Source data Start Marker
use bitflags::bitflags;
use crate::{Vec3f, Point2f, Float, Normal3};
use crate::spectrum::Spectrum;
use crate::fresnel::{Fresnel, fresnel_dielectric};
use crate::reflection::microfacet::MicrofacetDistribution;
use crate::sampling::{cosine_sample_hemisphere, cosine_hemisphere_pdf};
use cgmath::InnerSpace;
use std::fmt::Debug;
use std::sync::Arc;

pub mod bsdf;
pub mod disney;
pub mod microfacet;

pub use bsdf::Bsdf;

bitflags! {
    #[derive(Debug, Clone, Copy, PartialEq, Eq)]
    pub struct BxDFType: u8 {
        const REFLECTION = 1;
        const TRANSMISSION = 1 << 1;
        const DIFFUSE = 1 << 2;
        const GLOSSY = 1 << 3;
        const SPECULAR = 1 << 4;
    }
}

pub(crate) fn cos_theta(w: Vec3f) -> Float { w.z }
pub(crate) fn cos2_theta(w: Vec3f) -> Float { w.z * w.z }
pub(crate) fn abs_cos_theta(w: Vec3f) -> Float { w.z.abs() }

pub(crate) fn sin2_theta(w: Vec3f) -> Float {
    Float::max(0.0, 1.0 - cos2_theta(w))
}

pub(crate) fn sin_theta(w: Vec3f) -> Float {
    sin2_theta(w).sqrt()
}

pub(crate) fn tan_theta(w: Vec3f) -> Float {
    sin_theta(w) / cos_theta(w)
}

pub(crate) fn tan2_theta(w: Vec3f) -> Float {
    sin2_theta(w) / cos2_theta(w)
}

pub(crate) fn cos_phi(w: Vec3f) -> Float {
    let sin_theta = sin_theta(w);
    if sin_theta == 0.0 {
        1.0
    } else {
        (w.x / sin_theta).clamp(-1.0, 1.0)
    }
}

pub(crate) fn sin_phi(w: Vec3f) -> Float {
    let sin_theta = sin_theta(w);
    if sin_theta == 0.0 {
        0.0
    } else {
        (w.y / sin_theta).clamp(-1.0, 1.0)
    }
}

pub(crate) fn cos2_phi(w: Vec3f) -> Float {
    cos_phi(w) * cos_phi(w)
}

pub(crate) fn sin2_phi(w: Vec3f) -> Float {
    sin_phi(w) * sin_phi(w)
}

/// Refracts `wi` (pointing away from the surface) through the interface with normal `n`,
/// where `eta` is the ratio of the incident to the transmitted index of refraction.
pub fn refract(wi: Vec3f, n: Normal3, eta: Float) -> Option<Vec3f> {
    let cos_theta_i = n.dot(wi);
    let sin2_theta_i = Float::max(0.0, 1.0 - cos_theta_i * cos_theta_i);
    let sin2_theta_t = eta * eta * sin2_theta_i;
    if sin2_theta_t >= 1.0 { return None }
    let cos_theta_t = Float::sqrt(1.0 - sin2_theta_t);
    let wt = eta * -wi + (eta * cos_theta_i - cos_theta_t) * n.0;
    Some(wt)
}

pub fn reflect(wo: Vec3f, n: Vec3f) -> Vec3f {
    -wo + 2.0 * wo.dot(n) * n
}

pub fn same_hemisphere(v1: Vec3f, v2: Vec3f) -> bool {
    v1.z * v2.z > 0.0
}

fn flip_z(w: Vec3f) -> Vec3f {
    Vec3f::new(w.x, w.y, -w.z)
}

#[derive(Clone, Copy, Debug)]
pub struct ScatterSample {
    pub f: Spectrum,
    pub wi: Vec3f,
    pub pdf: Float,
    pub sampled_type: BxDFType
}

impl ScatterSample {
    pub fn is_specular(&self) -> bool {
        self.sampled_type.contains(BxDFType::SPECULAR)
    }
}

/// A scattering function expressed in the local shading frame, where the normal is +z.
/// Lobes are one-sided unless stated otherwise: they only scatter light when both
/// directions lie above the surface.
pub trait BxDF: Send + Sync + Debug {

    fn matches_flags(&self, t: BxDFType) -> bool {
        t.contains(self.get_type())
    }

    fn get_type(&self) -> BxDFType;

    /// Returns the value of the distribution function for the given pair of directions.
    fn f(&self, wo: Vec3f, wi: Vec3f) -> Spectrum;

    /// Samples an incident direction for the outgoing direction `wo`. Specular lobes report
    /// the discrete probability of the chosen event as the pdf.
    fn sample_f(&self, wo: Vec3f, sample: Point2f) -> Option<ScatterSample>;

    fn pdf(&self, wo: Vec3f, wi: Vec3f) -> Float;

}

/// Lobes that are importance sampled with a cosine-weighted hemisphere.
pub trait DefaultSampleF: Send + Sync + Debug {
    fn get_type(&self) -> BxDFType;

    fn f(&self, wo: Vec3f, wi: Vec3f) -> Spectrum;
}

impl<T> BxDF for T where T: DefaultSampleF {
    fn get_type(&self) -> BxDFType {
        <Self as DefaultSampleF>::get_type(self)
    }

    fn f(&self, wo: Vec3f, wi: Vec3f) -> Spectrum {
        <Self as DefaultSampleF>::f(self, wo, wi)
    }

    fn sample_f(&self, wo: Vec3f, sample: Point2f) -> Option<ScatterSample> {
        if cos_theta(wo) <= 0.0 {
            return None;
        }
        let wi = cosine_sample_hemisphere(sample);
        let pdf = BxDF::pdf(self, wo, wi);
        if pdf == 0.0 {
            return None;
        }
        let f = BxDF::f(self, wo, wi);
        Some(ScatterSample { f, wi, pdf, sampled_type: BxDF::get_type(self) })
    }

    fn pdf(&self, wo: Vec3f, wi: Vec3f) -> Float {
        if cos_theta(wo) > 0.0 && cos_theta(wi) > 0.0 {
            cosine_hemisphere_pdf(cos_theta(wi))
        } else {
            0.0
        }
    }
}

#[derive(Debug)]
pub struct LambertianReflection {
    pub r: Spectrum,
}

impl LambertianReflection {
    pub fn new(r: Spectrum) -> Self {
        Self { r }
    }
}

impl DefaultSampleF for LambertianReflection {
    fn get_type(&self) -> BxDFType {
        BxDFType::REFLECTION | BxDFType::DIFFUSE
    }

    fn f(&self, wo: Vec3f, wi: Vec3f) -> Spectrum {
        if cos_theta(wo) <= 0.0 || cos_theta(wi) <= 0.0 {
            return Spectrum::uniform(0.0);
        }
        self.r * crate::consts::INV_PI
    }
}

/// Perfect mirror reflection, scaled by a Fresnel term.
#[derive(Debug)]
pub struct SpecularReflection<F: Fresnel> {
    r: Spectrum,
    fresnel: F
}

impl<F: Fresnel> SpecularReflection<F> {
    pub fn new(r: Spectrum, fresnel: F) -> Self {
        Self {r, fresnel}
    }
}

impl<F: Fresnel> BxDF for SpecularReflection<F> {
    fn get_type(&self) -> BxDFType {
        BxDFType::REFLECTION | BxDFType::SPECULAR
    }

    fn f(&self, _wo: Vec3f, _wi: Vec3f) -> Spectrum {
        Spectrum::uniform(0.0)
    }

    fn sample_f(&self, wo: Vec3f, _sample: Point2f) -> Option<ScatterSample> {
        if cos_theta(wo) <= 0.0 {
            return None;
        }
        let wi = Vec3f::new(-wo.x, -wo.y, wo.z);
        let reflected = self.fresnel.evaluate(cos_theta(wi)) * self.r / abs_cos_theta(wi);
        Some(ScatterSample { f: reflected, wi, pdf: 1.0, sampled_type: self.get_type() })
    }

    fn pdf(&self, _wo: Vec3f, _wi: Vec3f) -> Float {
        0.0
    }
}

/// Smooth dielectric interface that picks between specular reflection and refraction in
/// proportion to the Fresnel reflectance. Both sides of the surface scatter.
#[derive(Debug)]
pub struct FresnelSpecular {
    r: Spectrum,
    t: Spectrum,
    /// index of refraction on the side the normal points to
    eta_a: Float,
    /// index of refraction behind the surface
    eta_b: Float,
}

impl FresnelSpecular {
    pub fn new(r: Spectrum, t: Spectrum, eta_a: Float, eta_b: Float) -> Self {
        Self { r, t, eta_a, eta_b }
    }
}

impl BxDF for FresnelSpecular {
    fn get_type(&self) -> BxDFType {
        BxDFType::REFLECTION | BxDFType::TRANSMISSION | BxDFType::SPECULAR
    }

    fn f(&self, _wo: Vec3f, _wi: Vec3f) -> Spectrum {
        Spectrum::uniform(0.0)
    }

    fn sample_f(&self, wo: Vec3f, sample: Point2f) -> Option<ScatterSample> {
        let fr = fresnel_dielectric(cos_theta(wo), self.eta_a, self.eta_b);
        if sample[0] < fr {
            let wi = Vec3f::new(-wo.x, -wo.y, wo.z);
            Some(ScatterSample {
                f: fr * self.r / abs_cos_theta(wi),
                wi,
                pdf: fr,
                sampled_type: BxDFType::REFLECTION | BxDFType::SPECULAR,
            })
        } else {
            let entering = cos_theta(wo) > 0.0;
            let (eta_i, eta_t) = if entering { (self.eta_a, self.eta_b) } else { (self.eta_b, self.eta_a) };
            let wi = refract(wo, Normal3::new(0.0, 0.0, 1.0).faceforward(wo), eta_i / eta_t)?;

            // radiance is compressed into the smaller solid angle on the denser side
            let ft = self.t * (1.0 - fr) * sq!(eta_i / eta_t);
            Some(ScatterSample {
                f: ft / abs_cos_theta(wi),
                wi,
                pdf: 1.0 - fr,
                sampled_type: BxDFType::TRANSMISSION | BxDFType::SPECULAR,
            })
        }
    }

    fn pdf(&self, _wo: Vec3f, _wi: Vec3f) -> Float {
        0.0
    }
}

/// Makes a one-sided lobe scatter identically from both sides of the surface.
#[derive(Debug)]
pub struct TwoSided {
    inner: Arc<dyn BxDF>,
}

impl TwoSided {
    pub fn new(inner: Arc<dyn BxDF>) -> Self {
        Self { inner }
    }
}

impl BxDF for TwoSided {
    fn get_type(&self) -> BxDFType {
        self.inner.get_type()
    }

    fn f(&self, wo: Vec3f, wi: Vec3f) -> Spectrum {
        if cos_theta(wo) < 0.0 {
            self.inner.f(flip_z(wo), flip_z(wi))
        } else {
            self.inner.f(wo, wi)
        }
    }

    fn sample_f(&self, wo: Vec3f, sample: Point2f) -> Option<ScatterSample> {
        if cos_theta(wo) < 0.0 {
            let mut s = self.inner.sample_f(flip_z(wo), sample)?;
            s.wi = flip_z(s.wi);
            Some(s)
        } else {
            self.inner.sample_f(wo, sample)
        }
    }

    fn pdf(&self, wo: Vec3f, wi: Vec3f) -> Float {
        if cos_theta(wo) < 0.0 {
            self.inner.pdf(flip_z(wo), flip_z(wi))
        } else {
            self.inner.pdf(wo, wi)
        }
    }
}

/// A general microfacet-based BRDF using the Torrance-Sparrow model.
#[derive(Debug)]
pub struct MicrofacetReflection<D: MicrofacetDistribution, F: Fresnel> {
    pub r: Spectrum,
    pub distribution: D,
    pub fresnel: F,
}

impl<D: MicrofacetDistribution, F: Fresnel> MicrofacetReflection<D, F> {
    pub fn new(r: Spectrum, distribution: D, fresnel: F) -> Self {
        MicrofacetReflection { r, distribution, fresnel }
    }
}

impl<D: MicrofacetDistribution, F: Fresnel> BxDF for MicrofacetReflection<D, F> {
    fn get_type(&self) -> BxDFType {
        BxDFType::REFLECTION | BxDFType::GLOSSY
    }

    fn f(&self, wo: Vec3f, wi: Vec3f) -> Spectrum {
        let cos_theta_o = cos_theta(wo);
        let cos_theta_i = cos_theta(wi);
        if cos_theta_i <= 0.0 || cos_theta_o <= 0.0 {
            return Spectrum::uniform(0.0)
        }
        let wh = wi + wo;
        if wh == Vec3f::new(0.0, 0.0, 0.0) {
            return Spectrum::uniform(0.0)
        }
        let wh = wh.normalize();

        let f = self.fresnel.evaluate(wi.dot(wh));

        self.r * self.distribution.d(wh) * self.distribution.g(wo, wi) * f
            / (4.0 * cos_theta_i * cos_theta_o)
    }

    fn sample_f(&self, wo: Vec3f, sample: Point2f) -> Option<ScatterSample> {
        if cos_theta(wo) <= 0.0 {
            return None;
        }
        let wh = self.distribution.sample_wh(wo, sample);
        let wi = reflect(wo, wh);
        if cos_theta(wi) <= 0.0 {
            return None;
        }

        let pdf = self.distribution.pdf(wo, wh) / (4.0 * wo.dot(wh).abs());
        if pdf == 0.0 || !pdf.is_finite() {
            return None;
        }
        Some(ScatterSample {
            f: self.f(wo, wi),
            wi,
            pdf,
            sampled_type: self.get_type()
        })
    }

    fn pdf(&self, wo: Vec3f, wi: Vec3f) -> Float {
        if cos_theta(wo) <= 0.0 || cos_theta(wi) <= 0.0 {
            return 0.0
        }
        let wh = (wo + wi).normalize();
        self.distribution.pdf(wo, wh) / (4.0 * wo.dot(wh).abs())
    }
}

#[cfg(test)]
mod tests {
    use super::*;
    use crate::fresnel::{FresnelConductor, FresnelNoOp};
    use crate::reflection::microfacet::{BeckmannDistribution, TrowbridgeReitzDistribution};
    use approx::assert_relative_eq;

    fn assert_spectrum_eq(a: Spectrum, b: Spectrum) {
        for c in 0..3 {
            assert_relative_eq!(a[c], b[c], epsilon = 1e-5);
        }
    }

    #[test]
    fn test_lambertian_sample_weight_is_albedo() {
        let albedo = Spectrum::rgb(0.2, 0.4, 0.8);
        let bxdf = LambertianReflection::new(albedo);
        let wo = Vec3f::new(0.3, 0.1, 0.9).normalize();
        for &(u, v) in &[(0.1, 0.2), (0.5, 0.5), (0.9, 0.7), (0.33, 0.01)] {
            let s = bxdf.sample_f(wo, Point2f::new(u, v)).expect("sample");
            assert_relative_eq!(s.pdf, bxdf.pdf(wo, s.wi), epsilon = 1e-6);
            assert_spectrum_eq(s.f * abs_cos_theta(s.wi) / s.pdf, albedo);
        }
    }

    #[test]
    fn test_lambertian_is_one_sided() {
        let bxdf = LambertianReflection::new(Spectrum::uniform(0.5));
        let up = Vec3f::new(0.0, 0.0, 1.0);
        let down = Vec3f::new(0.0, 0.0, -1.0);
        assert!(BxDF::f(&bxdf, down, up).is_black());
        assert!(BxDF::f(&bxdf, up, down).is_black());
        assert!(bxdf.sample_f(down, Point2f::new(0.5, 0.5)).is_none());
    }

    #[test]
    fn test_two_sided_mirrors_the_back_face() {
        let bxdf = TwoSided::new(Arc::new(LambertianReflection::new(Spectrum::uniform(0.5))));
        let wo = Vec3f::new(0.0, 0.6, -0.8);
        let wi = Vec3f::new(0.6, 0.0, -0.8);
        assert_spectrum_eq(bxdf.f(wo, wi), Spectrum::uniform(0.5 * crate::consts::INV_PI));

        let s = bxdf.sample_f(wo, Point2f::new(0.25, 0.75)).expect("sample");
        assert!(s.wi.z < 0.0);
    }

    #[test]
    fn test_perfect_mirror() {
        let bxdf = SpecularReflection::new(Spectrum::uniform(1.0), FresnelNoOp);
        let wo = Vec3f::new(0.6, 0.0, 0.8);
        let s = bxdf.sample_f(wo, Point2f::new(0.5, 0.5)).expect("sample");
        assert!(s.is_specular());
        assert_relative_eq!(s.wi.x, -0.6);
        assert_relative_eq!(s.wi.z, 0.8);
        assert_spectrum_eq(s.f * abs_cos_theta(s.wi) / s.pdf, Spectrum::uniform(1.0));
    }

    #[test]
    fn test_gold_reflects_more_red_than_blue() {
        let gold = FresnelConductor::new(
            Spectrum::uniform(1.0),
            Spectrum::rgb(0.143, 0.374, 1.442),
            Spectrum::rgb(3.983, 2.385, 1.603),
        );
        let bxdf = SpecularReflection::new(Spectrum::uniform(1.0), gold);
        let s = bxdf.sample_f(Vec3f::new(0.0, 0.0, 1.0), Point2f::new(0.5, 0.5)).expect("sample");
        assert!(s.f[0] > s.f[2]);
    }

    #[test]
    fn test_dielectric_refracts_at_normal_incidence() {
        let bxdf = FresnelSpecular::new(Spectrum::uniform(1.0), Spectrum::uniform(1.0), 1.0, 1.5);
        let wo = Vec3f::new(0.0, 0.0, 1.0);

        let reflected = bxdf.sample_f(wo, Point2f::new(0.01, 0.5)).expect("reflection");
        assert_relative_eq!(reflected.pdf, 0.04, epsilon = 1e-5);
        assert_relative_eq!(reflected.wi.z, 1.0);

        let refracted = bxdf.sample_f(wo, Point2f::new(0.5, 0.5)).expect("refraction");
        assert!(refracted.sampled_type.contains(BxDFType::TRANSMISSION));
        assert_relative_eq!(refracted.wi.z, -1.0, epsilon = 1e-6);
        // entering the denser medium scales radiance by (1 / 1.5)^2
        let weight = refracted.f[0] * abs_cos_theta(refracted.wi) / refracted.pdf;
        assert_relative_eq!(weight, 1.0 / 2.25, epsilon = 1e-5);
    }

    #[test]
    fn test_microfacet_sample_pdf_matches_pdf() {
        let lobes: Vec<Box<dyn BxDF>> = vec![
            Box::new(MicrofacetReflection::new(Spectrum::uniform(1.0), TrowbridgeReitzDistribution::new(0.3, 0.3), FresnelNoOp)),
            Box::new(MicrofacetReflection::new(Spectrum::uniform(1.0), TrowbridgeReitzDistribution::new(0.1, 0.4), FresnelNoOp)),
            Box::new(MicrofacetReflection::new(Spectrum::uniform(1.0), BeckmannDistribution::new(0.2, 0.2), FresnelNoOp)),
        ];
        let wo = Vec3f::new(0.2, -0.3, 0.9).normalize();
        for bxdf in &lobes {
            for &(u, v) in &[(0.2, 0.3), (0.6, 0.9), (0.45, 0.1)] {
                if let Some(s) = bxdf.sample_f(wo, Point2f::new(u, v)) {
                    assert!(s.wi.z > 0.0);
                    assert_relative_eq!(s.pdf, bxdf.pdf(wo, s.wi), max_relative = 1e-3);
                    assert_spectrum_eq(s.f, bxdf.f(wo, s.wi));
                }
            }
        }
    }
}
Source data End Marker
How to complete this task — Looking back over the data above, restate word for word the lines that begin at the line with "assert_spectrum_eq(bxdf.f(wo, wi), Spectrum::uniform(0.5" and end at the line with "assert!(s.is_specular());", inclusive.

Task result —
        assert_spectrum_eq(bxdf.f(wo, wi), Spectrum::uniform(0.5 * crate::consts::INV_PI));

        let s = bxdf.sample_f(wo, Point2f::new(0.25, 0.75)).expect("sample");
        assert!(s.wi.z < 0.0);
    }

    #[test]
    fn test_perfect_mirror() {
        let bxdf = SpecularReflection::new(Spectrum::uniform(1.0), FresnelNoOp);
        let wo = Vec3f::new(0.6, 0.0, 0.8);
        let s = bxdf.sample_f(wo, Point2f::new(0.5, 0.5)).expect("sample");
        assert!(s.is_specular());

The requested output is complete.